The remaining three folders each contain the same set of files, and all correspond to the analysis of the crinoid targeted exon-capture data. Each of the folders contains files corresponding to the data (and results drawn from them) encoded as either amino acids ('targeted_exon_capture_AA.zip'), nucleotides ('targeted_exon_capture_DNA.zip'), or nucleotides with third positions removed to limit the extent of saturation ('targeted_exon_capture_DNA_trimmed.zip'). The files contained within each are:
- A phylogenetic tree in newick format (.tre file extension) beginning with the name 'alltrees' which include all the phylogenetic trees inferred individually from each locus. These were obtained using the phylogenomic inference pipeline ParGenes v.1.2.0. Support values were estimated using 100 replicates of non-parametric bootstrap and are placed as node labels.

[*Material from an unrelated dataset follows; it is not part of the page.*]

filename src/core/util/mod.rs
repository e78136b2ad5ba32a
pub mod cost_util;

- A phylogenetic tree in newick format (.tre file extension) beginning with the name 'ASTRAL' which includes the species tree reconstructed using ASTRAL-IV based on the aforementioned gene trees. Support values (local posterior probabilities) are placed as node labels. Nodes in the gene trees with support values < 10% were first imported into R and collapsed using functions from packages phangorn and ips.
- A phylogenetic tree in newick format (.tre file extension) beginning with the name 'IQTREE' which includes the species tree reconstructed using IQ-TREE2 using a best-fit merged partitioned model and 1,000 replicates of ultrafast bootstrap (placed as node values).

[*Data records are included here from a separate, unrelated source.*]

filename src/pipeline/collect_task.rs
use std::sync::Arc;
use std::time::Duration;

use futures::StreamExt;
use tokio::task::JoinSet;
use tokio::time::{timeout_at, Instant};
use tracing::{debug, error, info, info_span, warn, Instrument};

use crate::core::client::retry::RetryPolicy;
use crate::core::client::{fetch_costs, CostAdapter};
use crate::domain::common::model::{FetchWindow, Provider, ResourceCostRecord};
use crate::domain::normalize::service::NormalizedBatch;
use crate::domain::report::dto::ProviderCompleteness;

/// One provider's contribution: its status and the records it normalized.
#[derive(Debug)]
pub struct ProviderBatch {
    pub completeness: ProviderCompleteness,
    pub records: Vec<ResourceCostRecord>,
}

/// Fetches and normalizes every record of one provider. Never fails: fetch
/// errors become a `Partial` or `Absent` status.
pub async fn collect_provider(adapter: Arc<dyn CostAdapter>, window: FetchWindow, policy: RetryPolicy) -> ProviderBatch {
    let provider = adapter.provider();
    let mut batch = NormalizedBatch::default();
    let mut failure = None;

    let mut stream = fetch_costs(adapter, window, policy);
    while let Some(item) = stream.next().await {
        match item {
            Ok(raw) => batch.push_raw(&raw, provider),
            Err(e) => {
                error!(%provider, kind = e.kind(), error = %e, "Provider fetch failed");
                failure = Some(e);
                break;
            }
        }
    }

    let completeness = match failure {
        Some(e) if batch.records.is_empty() => ProviderCompleteness::absent(provider, e.to_string()),
        Some(e) => ProviderCompleteness::partial(provider, batch.records.len(), batch.skipped, e.to_string()),
        None if batch.all_rejected() => ProviderCompleteness::absent(
            provider,
            format!("all {} records failed normalization", batch.skipped),
        ),
        None => ProviderCompleteness::complete(provider, batch.records.len(), batch.skipped),
    };

    info!(
        %provider,
        status = completeness.status.as_str(),
        records = completeness.records,
        skipped = completeness.skipped,
        "Provider collection finished"
    );

    ProviderBatch {
        completeness,
        records: batch.records,
    }
}

/// Runs one task per adapter until all finish or `timeout` passes. Providers
/// that never report are `Absent`. Results are in provider order.
pub async fn collect_all(
    adapters: Vec<Arc<dyn CostAdapter>>,
    window: FetchWindow,
    policy: RetryPolicy,
    timeout: Duration,
) -> Vec<ProviderBatch> {
    let expected: Vec<Provider> = adapters.iter().map(|a| a.provider()).collect();

    let mut set = JoinSet::new();
    for adapter in adapters {
        let span = info_span!("provider", provider = %adapter.provider());
        set.spawn(collect_provider(adapter, window, policy.clone()).instrument(span));
    }

    let deadline = Instant::now() + timeout;
    let mut batches: Vec<ProviderBatch> = Vec::with_capacity(expected.len());
    let mut timed_out = false;

    loop {
        match timeout_at(deadline, set.join_next()).await {
            Ok(Some(Ok(batch))) => batches.push(batch),
            Ok(Some(Err(e))) => error!(error = %e, "Provider task did not complete"),
            Ok(None) => break,
            Err(_) => {
                warn!(?timeout, remaining = set.len(), "Run timeout reached; aborting providers");
                set.abort_all();
                timed_out = true;
                break;
            }
        }
    }

    for provider in expected {
        if !batches.iter().any(|b| b.completeness.provider == provider) {
            let reason = if timed_out { "timed out" } else { "collection task failed" };
            debug!(%provider, reason, "Marking provider absent");
            batches.push(ProviderBatch {
                completeness: ProviderCompleteness::absent(provider, reason),
                records: Vec::new(),
            });
        }
    }

    batches.sort_by_key(|b| b.completeness.provider);
    batches
}

#[cfg(test)]
mod tests {
    use super::*;
    use crate::core::client::synthetic::SyntheticAdapter;
    use crate::core::client::Page;
    use crate::domain::common::model::RawRecord;
    use crate::domain::report::dto::CompletenessStatus;
    use crate::errors::FetchError;
    use async_trait::async_trait;
    use chrono::{DateTime, TimeZone, Utc};
    use std::sync::atomic::{AtomicBool, Ordering};

    fn window() -> FetchWindow {
        FetchWindow::new(
            Utc.with_ymd_and_hms(2026, 9, 1, 0, 0, 0).unwrap(),
            Utc.with_ymd_and_hms(2026, 9, 15, 0, 0, 0).unwrap(),
        )
        .unwrap()
    }

    /// Serves one synthetic page, then fails.
    struct FailsAfterFirstPage {
        inner: SyntheticAdapter,
        served: AtomicBool,
    }

    #[async_trait]
    impl CostAdapter for FailsAfterFirstPage {
        fn provider(&self) -> Provider {
            self.inner.provider()
        }

        async fn fetch_page(&self, window: &FetchWindow, cursor: Option<&str>) -> Result<Page, FetchError> {
            if self.served.swap(true, Ordering::SeqCst) {
                return Err(FetchError::Schema("HTTP 400: bad page token".into()));
            }
            self.inner.fetch_page(window, cursor).await
        }

        fn usage_start(&self, raw: &RawRecord) -> Option<DateTime<Utc>> {
            self.inner.usage_start(raw)
        }
    }

    /// Never answers.
    struct Hangs(Provider);

    #[async_trait]
    impl CostAdapter for Hangs {
        fn provider(&self) -> Provider {
            self.0
        }

        async fn fetch_page(&self, _window: &FetchWindow, _cursor: Option<&str>) -> Result<Page, FetchError> {
            futures::future::pending().await
        }

        fn usage_start(&self, _raw: &RawRecord) -> Option<DateTime<Utc>> {
            None
        }
    }

    #[tokio::test]
    async fn failure_after_a_page_is_partial() {
        let adapter = Arc::new(FailsAfterFirstPage {
            inner: SyntheticAdapter::new(Provider::Azure, 42, 30, 10),
            served: AtomicBool::new(false),
        });

        let batch = collect_provider(adapter, window(), RetryPolicy::default()).await;

        assert_eq!(batch.completeness.status, CompletenessStatus::Partial);
        assert_eq!(batch.records.len(), 10);
        assert!(batch.completeness.reason.unwrap().contains("bad page token"));
    }

    #[tokio::test]
    async fn timeout_marks_slow_providers_absent() {
        let adapters: Vec<Arc<dyn CostAdapter>> = vec![
            Arc::new(Hangs(Provider::Gcp)),
            Arc::new(SyntheticAdapter::new(Provider::Aws, 1, 12, 5)),
        ];

        let batches = collect_all(adapters, window(), RetryPolicy::default(), Duration::from_millis(200)).await;

        assert_eq!(batches.len(), 2);
        assert_eq!(batches[0].completeness.provider, Provider::Aws);
        assert_eq!(batches[0].completeness.status, CompletenessStatus::Complete);
        assert_eq!(batches[0].records.len(), 12);
        assert_eq!(batches[1].completeness.provider, Provider::Gcp);
        assert_eq!(batches[1].completeness.status, CompletenessStatus::Absent);
        assert_eq!(batches[1].completeness.reason.as_deref(), Some("timed out"));
    }
}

- The corresponding concatentated supermatrix in FASTA format (.fa file extension).
- The corresponding RAxML-style partition file (.txt file extension).
Sharing/Access information
Software used to generate these files include:
- Dos Reis M. & Yang Z. 2011. Approximate likelihood calculation on a phylogeny for Bayesian estimation of divergence times. Molecular biology and evolution, 28: 2161-2172.
- Dunn C.W., Howison M. & Zapata F. 2013. Agalma: an automated phylogenomics workflow. BMC bioinformatics, 14: 330.
- Heibl C. 2008. IPS: R language interfaces to diverse phylogenetic software packages. http://www.christophheibl.de/Rpackages.html.
- Minh B.Q., Schmidt H.A., Chernomor O., Schrempf D., Woodhams M.D., von Haeseler A. & Lanfear R. 2020. IQ-TREE 2: New Models and Efficient Methods for Phylogenetic Inference in the Genomic Era. Molecular Biology and Evolution, 37: 1530–1534.
- Mongiardino Koch N. 2021. Phylogenomic subsampling and the search for phylogenetically reliable loci. Molecular Biology and Evolution, 38: 4025-4038.
- Morel B., Kozlov A.M. & Stamatakis A. 2018. ParGenes: a tool for massively parallel model selection and phylogenetic tree inference on thousands of genes. Bioinformatics, 35: 1771-1773.
- R Core Team. 2024. R: A Language and Environment for Statistical Computing. R Foundation for Statistical Computing, Vienna, Austria. https://www.R-project.org/
- Schliep K.P. 2011. phangorn: phylogenetic analysis in R. Bioinformatics, 27: 592-593.
- Zhang C., Nielsen R. & Mirarab S. 2025. ASTER: A Package for Large-Scale Phylogenomic Reconstructions. Molecular Biology and Evolution, 42: msaf172.